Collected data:
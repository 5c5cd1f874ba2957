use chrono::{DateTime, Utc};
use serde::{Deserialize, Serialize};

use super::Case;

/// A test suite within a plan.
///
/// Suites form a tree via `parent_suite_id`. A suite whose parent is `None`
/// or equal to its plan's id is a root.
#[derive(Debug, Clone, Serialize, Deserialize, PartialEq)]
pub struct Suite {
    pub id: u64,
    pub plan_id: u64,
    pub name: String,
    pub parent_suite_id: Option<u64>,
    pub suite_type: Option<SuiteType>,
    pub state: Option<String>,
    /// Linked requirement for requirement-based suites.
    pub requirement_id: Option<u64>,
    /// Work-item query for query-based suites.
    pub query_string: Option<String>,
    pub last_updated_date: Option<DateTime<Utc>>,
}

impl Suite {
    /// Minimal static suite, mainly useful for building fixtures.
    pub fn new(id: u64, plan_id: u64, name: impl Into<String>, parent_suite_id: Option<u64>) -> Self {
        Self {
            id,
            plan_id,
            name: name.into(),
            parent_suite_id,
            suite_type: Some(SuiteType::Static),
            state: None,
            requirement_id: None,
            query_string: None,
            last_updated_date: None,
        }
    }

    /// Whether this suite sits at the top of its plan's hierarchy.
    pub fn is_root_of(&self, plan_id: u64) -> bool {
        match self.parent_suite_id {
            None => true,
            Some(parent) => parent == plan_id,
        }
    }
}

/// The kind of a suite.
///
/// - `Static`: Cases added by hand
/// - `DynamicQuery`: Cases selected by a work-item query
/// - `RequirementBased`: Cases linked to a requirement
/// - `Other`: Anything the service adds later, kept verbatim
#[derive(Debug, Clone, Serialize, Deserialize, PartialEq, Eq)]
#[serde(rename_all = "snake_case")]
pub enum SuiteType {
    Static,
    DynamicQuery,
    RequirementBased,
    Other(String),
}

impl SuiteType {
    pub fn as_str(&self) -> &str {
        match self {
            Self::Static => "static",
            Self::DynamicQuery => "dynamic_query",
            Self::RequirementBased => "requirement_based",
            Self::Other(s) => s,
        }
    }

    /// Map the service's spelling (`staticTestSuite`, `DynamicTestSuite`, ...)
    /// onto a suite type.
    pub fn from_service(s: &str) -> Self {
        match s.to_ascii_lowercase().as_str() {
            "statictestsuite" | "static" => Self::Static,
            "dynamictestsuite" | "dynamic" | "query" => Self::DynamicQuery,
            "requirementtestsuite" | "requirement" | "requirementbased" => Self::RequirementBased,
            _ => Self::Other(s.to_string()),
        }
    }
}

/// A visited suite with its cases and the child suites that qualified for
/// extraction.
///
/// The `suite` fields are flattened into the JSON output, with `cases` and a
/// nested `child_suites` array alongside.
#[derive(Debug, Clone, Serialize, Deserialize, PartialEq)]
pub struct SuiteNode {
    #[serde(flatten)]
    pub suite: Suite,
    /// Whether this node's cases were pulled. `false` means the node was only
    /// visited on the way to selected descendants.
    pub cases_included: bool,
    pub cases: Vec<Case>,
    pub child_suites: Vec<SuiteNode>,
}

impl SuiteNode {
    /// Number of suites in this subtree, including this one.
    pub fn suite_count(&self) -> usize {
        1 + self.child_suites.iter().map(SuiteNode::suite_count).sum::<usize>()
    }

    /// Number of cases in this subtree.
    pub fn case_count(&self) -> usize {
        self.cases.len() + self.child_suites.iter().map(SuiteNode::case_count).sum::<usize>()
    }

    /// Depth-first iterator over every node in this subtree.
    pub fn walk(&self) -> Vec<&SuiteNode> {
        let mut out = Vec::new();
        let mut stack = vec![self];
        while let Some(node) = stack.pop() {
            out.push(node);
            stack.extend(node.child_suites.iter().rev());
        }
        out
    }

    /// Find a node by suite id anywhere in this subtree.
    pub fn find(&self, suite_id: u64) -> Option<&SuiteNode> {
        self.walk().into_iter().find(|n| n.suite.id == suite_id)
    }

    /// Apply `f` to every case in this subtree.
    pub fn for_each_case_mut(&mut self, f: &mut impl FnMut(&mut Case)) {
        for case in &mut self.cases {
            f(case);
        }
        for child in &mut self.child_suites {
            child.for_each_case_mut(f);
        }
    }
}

● **BRIEF**
From the data above, gather every line that includes the word "impl".

● **SOLUTION**
impl Suite {
    pub fn new(id: u64, plan_id: u64, name: impl Into<String>, parent_suite_id: Option<u64>) -> Self {
impl SuiteType {
impl SuiteNode {
    pub fn for_each_case_mut(&mut self, f: &mut impl FnMut(&mut Case)) {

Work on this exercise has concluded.